───── Exercise materials ─────

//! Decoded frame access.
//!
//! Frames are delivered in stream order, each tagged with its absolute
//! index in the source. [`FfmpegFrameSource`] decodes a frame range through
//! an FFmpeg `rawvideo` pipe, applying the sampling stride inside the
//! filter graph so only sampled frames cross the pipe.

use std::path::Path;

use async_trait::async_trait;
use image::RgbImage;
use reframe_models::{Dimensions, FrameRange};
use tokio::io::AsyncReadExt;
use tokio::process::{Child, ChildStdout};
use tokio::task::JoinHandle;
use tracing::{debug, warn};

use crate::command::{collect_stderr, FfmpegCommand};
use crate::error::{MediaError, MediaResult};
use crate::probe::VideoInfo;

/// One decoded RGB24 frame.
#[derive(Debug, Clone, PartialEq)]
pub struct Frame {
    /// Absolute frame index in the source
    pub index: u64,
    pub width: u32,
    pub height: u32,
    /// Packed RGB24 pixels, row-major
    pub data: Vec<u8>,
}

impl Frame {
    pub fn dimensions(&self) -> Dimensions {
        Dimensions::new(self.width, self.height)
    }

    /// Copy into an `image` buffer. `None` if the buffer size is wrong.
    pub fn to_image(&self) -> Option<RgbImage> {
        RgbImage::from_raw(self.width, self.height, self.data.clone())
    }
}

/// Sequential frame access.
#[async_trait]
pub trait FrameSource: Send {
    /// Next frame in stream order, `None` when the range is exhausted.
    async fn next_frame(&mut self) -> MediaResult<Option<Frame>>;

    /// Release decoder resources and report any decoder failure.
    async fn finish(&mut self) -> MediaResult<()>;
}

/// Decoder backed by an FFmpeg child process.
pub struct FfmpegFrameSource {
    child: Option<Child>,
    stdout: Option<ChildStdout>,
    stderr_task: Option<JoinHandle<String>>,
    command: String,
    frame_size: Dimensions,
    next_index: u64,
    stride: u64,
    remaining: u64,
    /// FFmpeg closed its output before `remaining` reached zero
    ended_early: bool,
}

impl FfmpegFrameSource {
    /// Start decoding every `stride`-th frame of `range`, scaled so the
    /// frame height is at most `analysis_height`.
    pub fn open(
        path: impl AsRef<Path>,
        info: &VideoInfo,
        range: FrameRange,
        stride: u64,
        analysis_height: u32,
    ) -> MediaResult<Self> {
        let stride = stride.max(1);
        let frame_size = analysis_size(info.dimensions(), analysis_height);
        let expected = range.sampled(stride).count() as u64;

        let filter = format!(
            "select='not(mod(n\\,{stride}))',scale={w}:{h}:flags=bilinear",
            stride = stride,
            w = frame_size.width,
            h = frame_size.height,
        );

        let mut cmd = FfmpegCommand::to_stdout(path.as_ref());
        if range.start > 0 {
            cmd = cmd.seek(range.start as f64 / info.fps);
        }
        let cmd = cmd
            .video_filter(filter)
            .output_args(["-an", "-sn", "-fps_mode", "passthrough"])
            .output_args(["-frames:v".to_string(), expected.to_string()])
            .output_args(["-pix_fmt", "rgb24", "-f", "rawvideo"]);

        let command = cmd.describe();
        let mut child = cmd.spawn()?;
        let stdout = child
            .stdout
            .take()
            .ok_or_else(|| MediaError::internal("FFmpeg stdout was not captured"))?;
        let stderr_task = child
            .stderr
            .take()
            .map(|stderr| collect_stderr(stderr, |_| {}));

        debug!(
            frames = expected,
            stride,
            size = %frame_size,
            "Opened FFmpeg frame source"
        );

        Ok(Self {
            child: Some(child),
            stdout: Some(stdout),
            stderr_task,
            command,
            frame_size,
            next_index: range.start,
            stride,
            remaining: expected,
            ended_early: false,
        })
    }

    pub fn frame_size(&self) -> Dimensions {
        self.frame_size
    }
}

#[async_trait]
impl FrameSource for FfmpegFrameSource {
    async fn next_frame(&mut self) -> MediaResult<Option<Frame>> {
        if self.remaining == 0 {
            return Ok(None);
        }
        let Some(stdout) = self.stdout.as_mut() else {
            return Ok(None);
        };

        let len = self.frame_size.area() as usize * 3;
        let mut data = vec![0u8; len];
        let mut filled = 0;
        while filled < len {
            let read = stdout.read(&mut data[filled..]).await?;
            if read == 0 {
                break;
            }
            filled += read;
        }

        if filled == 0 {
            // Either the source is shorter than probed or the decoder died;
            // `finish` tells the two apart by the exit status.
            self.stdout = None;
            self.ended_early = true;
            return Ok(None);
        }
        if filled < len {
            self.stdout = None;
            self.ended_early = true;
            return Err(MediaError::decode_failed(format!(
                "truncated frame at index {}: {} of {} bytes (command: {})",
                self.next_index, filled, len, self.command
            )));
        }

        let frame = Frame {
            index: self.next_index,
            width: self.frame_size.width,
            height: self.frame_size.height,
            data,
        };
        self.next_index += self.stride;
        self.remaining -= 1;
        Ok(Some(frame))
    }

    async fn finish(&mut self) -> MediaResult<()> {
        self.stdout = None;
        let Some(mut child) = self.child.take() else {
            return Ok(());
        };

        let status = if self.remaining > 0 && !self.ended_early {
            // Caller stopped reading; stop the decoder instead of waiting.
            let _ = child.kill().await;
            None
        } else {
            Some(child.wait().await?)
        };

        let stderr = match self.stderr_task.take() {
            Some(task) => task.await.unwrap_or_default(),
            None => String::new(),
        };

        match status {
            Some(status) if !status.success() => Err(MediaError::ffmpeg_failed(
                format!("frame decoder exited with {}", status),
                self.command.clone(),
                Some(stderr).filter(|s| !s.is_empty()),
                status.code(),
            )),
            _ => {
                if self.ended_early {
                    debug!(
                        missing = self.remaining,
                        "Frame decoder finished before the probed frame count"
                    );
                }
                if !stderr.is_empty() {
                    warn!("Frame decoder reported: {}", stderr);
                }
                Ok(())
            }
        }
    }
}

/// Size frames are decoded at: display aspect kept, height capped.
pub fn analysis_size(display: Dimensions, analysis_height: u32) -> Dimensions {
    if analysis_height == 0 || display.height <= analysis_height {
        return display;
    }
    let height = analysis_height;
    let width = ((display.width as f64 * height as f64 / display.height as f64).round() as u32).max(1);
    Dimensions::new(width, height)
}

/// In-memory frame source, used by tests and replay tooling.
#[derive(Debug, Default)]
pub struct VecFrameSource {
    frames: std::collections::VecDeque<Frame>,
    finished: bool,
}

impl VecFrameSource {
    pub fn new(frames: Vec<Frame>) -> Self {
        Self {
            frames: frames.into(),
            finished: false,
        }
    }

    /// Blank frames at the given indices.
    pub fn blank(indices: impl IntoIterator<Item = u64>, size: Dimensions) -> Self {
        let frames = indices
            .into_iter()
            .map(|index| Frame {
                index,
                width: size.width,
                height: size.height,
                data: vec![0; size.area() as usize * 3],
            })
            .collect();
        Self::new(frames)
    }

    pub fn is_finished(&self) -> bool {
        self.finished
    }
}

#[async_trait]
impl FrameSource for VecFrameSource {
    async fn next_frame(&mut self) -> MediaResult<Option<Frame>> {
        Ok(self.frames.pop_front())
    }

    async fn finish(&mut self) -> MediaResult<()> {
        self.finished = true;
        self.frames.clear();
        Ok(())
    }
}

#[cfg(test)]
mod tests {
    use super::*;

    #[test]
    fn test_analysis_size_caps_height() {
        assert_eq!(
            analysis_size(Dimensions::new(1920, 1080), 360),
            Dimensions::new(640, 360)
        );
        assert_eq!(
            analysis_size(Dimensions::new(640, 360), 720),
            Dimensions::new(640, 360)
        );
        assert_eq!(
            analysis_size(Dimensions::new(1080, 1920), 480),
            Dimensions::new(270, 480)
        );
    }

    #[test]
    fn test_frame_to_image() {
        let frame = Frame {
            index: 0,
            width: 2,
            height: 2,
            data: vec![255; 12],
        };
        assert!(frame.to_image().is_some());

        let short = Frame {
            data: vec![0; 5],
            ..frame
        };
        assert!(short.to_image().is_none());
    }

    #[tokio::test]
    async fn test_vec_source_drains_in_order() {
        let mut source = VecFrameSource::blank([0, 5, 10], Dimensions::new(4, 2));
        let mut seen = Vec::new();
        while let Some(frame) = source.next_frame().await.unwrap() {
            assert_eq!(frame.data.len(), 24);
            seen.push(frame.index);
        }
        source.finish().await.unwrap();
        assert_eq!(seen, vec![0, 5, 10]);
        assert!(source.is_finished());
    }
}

─────

## Task goal
Report how many lines above contain the string "filter". Please write the number only.

## Response
4